→ Your task:
Every record below is to be restated word for word.

→ Listed entries:
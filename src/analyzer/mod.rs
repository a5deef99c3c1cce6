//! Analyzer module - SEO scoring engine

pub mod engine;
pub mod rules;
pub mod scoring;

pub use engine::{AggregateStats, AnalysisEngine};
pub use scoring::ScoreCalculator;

→ Reply to the task:
filename src/analyzer/mod.rs
repository a5deef99c3c1cce6
//! Analyzer module - SEO scoring engine

pub mod engine;
pub mod rules;
pub mod scoring;

pub use engine::{AggregateStats, AnalysisEngine};
pub use scoring::ScoreCalculator;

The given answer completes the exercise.